Most of the patients are referred by the social workers and RN care managers embedded in the nine hospitals.

“Our team relies heavily on the social workers and RN care managers who work with the physicians to write an order for patients who are eligible for our services. They present our program to eligible patients and get their consent to be enrolled. When patients agree to participate, the social workers and RN care managers notify us by email and we enroll them,” Early says.

When older patients are admitted to hospitals in the Baylor Scott & White system, they are given a detailed geriatric assessment that gathers information on their medical, psychosocial, and functional capabilities and limitations.

The transitional care team inputs information from the assessment and other information from the patient chart into a software algorithm that risk-stratifies patients into three risk levels, each with a different protocol.

Patients at low risk still are active, newly diagnosed, or have been hospitalized only once for their disease. Many still are working. They receive a pharmacist call on the second day after discharge, and a call from the social worker after six days.
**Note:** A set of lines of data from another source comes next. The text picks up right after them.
//! Fully merged repository configuration

use glob::{MatchOptions, Pattern};
use indexmap::IndexMap;
use serde::{Deserialize, Serialize};
use std::fmt;

use super::category::{DetectionStrategy, ModuleCategory};
use super::fragment::{ConfigFragment, PathsFragment};
use crate::merge;

/// How much of a repository downstream consumers fetch.
#[derive(Debug, Clone, Copy, PartialEq, Eq, Hash, Default, Serialize, Deserialize)]
#[serde(rename_all = "snake_case")]
pub enum FetchStrategy {
    FullContent,
    #[default]
    FilenamesOnly,
    DirectoryNames,
}

/// Kind of link between two repositories.
///
/// Unknown kinds are kept verbatim so documents written for newer tooling
/// still load.
#[derive(Debug, Clone, PartialEq, Eq, Hash)]
pub enum RelationshipType {
    UsesModulesFrom,
    Extends,
    Documents,
    DependsOn,
    Other(String),
}

impl RelationshipType {
    pub fn as_str(&self) -> &str {
        match self {
            Self::UsesModulesFrom => "uses_modules_from",
            Self::Extends => "extends",
            Self::Documents => "documents",
            Self::DependsOn => "depends_on",
            Self::Other(other) => other,
        }
    }
}

impl From<String> for RelationshipType {
    fn from(s: String) -> Self {
        match s.as_str() {
            "uses_modules_from" => Self::UsesModulesFrom,
            "extends" => Self::Extends,
            "documents" => Self::Documents,
            "depends_on" => Self::DependsOn,
            _ => Self::Other(s),
        }
    }
}

impl From<RelationshipType> for String {
    fn from(kind: RelationshipType) -> Self {
        kind.as_str().to_string()
    }
}

impl Serialize for RelationshipType {
    fn serialize<S: serde::Serializer>(&self, serializer: S) -> Result<S::Ok, S::Error> {
        serializer.serialize_str(self.as_str())
    }
}

impl<'de> Deserialize<'de> for RelationshipType {
    fn deserialize<D: serde::Deserializer<'de>>(deserializer: D) -> Result<Self, D::Error> {
        String::deserialize(deserializer).map(Self::from)
    }
}

impl fmt::Display for RelationshipType {
    fn fmt(&self, f: &mut fmt::Formatter<'_>) -> fmt::Result {
        f.write_str(self.as_str())
    }
}

/// A declared link to another repository.
#[derive(Debug, Clone, PartialEq, Serialize, Deserialize)]
pub struct Relationship {
    #[serde(rename = "type", alias = "relationship_type")]
    pub kind: RelationshipType,

    #[serde(alias = "target_repo")]
    pub target: String,

    #[serde(default, skip_serializing_if = "Option::is_none")]
    pub description: Option<String>,
}

/// Options every layout glob is matched with: `*` stays within a segment.
pub const GLOB_OPTIONS: MatchOptions = MatchOptions {
    case_sensitive: true,
    require_literal_separator: true,
    require_literal_leading_dot: false,
};

/// Entries used to flag files as core, test, docs or excluded.
///
/// An entry containing `*`, `?` or `[` is a glob (matched against the file
/// name alone when it has no `/`); anything else is a path prefix.
#[derive(Debug, Clone, PartialEq, Eq, Default, Serialize, Deserialize)]
pub struct RepositoryPaths {
    #[serde(default, alias = "core_paths")]
    pub core: Vec<String>,
    #[serde(default, alias = "test_paths")]
    pub test: Vec<String>,
    #[serde(default, alias = "doc_paths")]
    pub docs: Vec<String>,
    #[serde(default, alias = "exclude_paths")]
    pub exclude: Vec<String>,
}

impl RepositoryPaths {
    /// Replace each list the fragment declares.
    pub fn apply(&mut self, fragment: &PathsFragment) {
        merge::replace_list(&mut self.core, fragment.core.as_ref());
        merge::replace_list(&mut self.test, fragment.test.as_ref());
        merge::replace_list(&mut self.docs, fragment.docs.as_ref());
        merge::replace_list(&mut self.exclude, fragment.exclude.as_ref());
    }

    pub fn is_core(&self, path: &str) -> bool {
        under_any(&self.core, path)
    }

    pub fn is_test(&self, path: &str) -> bool {
        under_any(&self.test, path)
    }

    pub fn is_doc(&self, path: &str) -> bool {
        under_any(&self.docs, path)
    }

    pub fn is_excluded(&self, path: &str) -> bool {
        under_any(&self.exclude, path)
    }
}

/// Whether a `paths` entry is matched as a glob rather than a prefix.
pub fn is_glob_entry(entry: &str) -> bool {
    entry.contains(['*', '?', '['])
}

fn under_any(entries: &[String], path: &str) -> bool {
    entries.iter().any(|entry| {
        if !is_glob_entry(entry) {
            return path.starts_with(entry.as_str());
        }
        let subject = if entry.contains('/') {
            path
        } else {
            path.rsplit('/').next().unwrap_or(path)
        };
        match Pattern::new(entry) {
            Ok(pattern) => pattern.matches_with(subject, GLOB_OPTIONS),
            Err(e) => {
                tracing::trace!(entry = entry.as_str(), error = %e, "Invalid paths glob");
                false
            }
        }
    })
}

impl From<PathsFragment> for RepositoryPaths {
    fn from(fragment: PathsFragment) -> Self {
        Self {
            core: fragment.core.unwrap_or_default(),
            test: fragment.test.unwrap_or_default(),
            docs: fragment.docs.unwrap_or_default(),
            exclude: fragment.exclude.unwrap_or_default(),
        }
    }
}

/// A repository configuration with inheritance fully resolved.
///
/// Version overrides are still carried unapplied; resolving a version view
/// clones this value and [`apply`](Self::apply)s the selected fragments.
#[derive(Debug, Clone, PartialEq, Serialize, Deserialize)]
pub struct RepositoryConfig {
    pub repo_name: String,
    #[serde(default)]
    pub repo_type: String,
    #[serde(default, skip_serializing_if = "Option::is_none")]
    pub description: Option<String>,
    #[serde(default)]
    pub detection_strategy: DetectionStrategy,
    #[serde(default)]
    pub fetch_strategy: FetchStrategy,
    #[serde(default, skip_serializing_if = "Option::is_none")]
    pub default_version: Option<String>,
    #[serde(default)]
    pub module_categories: IndexMap<String, ModuleCategory>,
    #[serde(default)]
    pub paths: RepositoryPaths,
    #[serde(default, skip_serializing_if = "IndexMap::is_empty")]
    pub version_overrides: IndexMap<String, ConfigFragment>,
    #[serde(default, skip_serializing_if = "Vec::is_empty")]
    pub relationships: Vec<Relationship>,
    #[serde(default, skip_serializing_if = "serde_json::Map::is_empty")]
    pub metadata: serde_json::Map<String, serde_json::Value>,
}

impl RepositoryConfig {
    /// Fill defaults for everything a merged fragment left unset.
    ///
    /// `repo_name` is passed separately: it never comes from a parent.
    pub fn from_fragment(repo_name: impl Into<String>, fragment: ConfigFragment) -> Self {
        Self {
            repo_name: repo_name.into(),
            repo_type: fragment.repo_type.unwrap_or_default(),
            description: fragment.description,
            detection_strategy: fragment.detection_strategy.unwrap_or_default(),
            fetch_strategy: fragment.fetch_strategy.unwrap_or_default(),
            default_version: fragment.default_version,
            module_categories: fragment.module_categories.unwrap_or_default(),
            paths: fragment.paths.map(RepositoryPaths::from).unwrap_or_default(),
            version_overrides: fragment.version_overrides.unwrap_or_default(),
            relationships: fragment.relationships.unwrap_or_default(),
            metadata: fragment.metadata.unwrap_or_default(),
        }
    }

    /// Overlay a version override fragment.
    ///
    /// Identity fields (`repo_name`, `extends`) and nested
    /// `version_overrides` in the fragment are ignored.
    pub fn apply(&mut self, fragment: &ConfigFragment) {
        merge::replace_scalar(&mut self.repo_type, fragment.repo_type.as_ref());
        merge::replace_optional(&mut self.description, fragment.description.as_ref());
        merge::replace_scalar(&mut self.detection_strategy, fragment.detection_strategy.as_ref());
        merge::replace_scalar(&mut self.fetch_strategy, fragment.fetch_strategy.as_ref());
        merge::replace_optional(&mut self.default_version, fragment.default_version.as_ref());
        if let Some(categories) = &fragment.module_categories {
            merge::replace_by_key(&mut self.module_categories, categories);
        }
        if let Some(paths) = &fragment.paths {
            self.paths.apply(paths);
        }
        if let Some(relationships) = &fragment.relationships {
            merge::concat(&mut self.relationships, relationships);
        }
        if let Some(metadata) = &fragment.metadata {
            merge::replace_metadata(&mut self.metadata, metadata);
        }
    }

    /// `owner` part of `owner/name`, when well formed.
    pub fn owner(&self) -> Option<&str> {
        self.repo_name.split_once('/').map(|(owner, _)| owner)
    }
}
The social worker conducts another social assessment, checking on family support, transportation to their physician office, activities of daily living, and social needs. The social worker conducts a depression screening and reminds the patient to call the nurse line if he or she has questions or concerns.

Low-risk patients receive an automated telehealth call every day for 30 days and answer questions that pertain to their specific chronic illnesses. If the patient answers “yes” to any question that indicates a problem, the nurse automatically is notified. The nurse calls the patient to get details and coordinates care with the patient’s primary care physician.
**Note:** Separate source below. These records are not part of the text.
//! Document sources the loader reads configuration through
//!
//! The engine never touches the filesystem directly: every read goes through
//! a [`DocumentSource`], so tests can run entirely against a [`MemorySource`].

use parking_lot::RwLock;
use std::collections::BTreeMap;
use std::fs;
use std::path::{Path, PathBuf};
use std::sync::Arc;

use crate::io::{DEFAULT_MAX_DOCUMENT_BYTES, read_bounded};
use crate::{DocumentId, Error, Result};

/// Storage backend holding configuration documents.
///
/// Implementations must be `Send + Sync`: the loader is called from many
/// query threads at once.
pub trait DocumentSource: Send + Sync {
    /// Read the full contents of a document.
    ///
    /// Returns [`Error::NotFound`] when the document does not exist.
    fn read_all(&self, id: &DocumentId) -> Result<Vec<u8>>;

    /// List every document id in the source, sorted.
    fn list(&self) -> Result<Vec<DocumentId>>;

    /// Human-readable description used in log lines.
    fn describe(&self) -> String;
}

impl<S: DocumentSource + ?Sized> DocumentSource for Arc<S> {
    fn read_all(&self, id: &DocumentId) -> Result<Vec<u8>> {
        (**self).read_all(id)
    }

    fn list(&self) -> Result<Vec<DocumentId>> {
        (**self).list()
    }

    fn describe(&self) -> String {
        (**self).describe()
    }
}

/// JSON documents stored under a directory on disk.
#[derive(Debug, Clone)]
pub struct DirectorySource {
    root: PathBuf,
    max_document_bytes: u64,
}

impl DirectorySource {
    /// Create a source rooted at `root`.
    ///
    /// The root must exist and be a directory; it is canonicalized so that
    /// change events reported with absolute paths map back to document ids.
    pub fn new(root: impl AsRef<Path>) -> Result<Self> {
        let root = root.as_ref();
        let canonical = dunce::canonicalize(root).map_err(|e| Error::io(root, e))?;
        if !canonical.is_dir() {
            return Err(Error::io(
                root,
                std::io::Error::new(std::io::ErrorKind::NotADirectory, "not a directory"),
            ));
        }

        Ok(Self {
            root: canonical,
            max_document_bytes: DEFAULT_MAX_DOCUMENT_BYTES,
        })
    }

    /// Override the per-document size limit.
    pub fn with_max_document_bytes(mut self, max: u64) -> Self {
        self.max_document_bytes = max;
        self
    }

    pub fn root(&self) -> &Path {
        &self.root
    }

    /// Map an absolute path inside the root back to a document id.
    pub fn id_for_path(&self, path: &Path) -> Option<DocumentId> {
        path.strip_prefix(&self.root)
            .ok()
            .map(DocumentId::from_relative_path)
    }

    fn path_for(&self, id: &DocumentId) -> PathBuf {
        id.segments().fold(self.root.clone(), |acc, seg| acc.join(seg))
    }

    /// Symlinked directories are not followed; symlinked files are.
    fn collect(&self, dir: &Path, out: &mut Vec<DocumentId>) -> Result<()> {
        let entries = fs::read_dir(dir).map_err(|e| Error::io(dir, e))?;

        for entry in entries {
            let entry = match entry {
                Ok(entry) => entry,
                Err(e) => {
                    tracing::warn!(dir = %dir.display(), error = %e, "Skipping unreadable directory entry");
                    continue;
                }
            };
            let path = entry.path();
            let hidden = entry.file_name().to_string_lossy().starts_with('.');
            if hidden {
                continue;
            }

            let file_type = match entry.file_type() {
                Ok(file_type) => file_type,
                Err(e) => {
                    tracing::warn!(path = %path.display(), error = %e, "Skipping entry of unknown type");
                    continue;
                }
            };

            if file_type.is_dir() {
                self.collect(&path, out)?;
            } else if file_type.is_symlink() && path.is_dir() {
                tracing::debug!(path = %path.display(), "Not following symlinked directory");
            } else if path.extension().is_some_and(|ext| ext == "json") {
                if let Some(id) = self.id_for_path(&path) {
                    out.push(id);
                }
            }
        }

        Ok(())
    }
}

impl DocumentSource for DirectorySource {
    fn read_all(&self, id: &DocumentId) -> Result<Vec<u8>> {
        if id.segments().any(|s| s == "..") {
            return Err(Error::NotFound { id: id.clone() });
        }

        let path = self.path_for(id);
        match read_bounded(&path, self.max_document_bytes) {
            Err(Error::Io { source, .. }) if source.kind() == std::io::ErrorKind::NotFound => {
                Err(Error::NotFound { id: id.clone() })
            }
            other => other,
        }
    }

    fn list(&self) -> Result<Vec<DocumentId>> {
        let mut ids = Vec::new();
        self.collect(&self.root, &mut ids)?;
        ids.sort();
        Ok(ids)
    }

    fn describe(&self) -> String {
        self.root.display().to_string()
    }
}

/// In-memory document store.
///
/// Used by tests and by embedders that assemble documents programmatically.
#[derive(Debug, Default)]
pub struct MemorySource {
    documents: RwLock<BTreeMap<DocumentId, Vec<u8>>>,
}

impl MemorySource {
    pub fn new() -> Self {
        Self::default()
    }

    /// Insert or replace a document.
    pub fn insert(&self, id: impl Into<DocumentId>, contents: impl Into<Vec<u8>>) {
        self.documents.write().insert(id.into(), contents.into());
    }

    /// Remove a document, returning whether it existed.
    pub fn remove(&self, id: &DocumentId) -> bool {
        self.documents.write().remove(id).is_some()
    }

    pub fn len(&self) -> usize {
        self.documents.read().len()
    }

    pub fn is_empty(&self) -> bool {
        self.documents.read().is_empty()
    }
}

impl DocumentSource for MemorySource {
    fn read_all(&self, id: &DocumentId) -> Result<Vec<u8>> {
        self.documents
            .read()
            .get(id)
            .cloned()
            .ok_or_else(|| Error::NotFound { id: id.clone() })
    }

    fn list(&self) -> Result<Vec<DocumentId>> {
        Ok(self.documents.read().keys().cloned().collect())
    }

    fn describe(&self) -> String {
        format!("memory ({} documents)", self.len())
    }
}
Patients at medium risk receive calls from the pharmacist two days after discharge, and the nurse on days five, 14, and 21. The nurse conducts an assessment, provides chronic disease-specific education, and answers questions and concerns. An advanced practice nurse makes one visit to the homes of medium-risk patients, conducts medication reconciliation, reinforces the education, checks vital signs, manages any clinical symptoms, and helps with advance care planning. The patients also participate in telehealth.

High-risk patients are those who have five or more comorbidities, multiple ED visits and/or hospital admissions, or have had a skilled nursing or rehabilitation facility stay. “These are complex patients, usually with difficult family dynamics and lack of support in the community,” Early says.

They receive calls from the pharmacist and the nurse, and participate in telehealth. An advanced practice nurse makes a home visit to the high-risk patients within 48 hours after discharge and follows up with a weekly visit. The social worker identifies the patients’ psychosocial needs, connects the patients with community services, and follows up to ensure their needs are met.

“Our program is very fluid and we try to accommodate the patients’ wishes. We have patients who don’t want a visit from an advanced practice nurse, so the office-based team follows them. If they don’t want telehealth, contact them through the nurse phone calls,” Early says.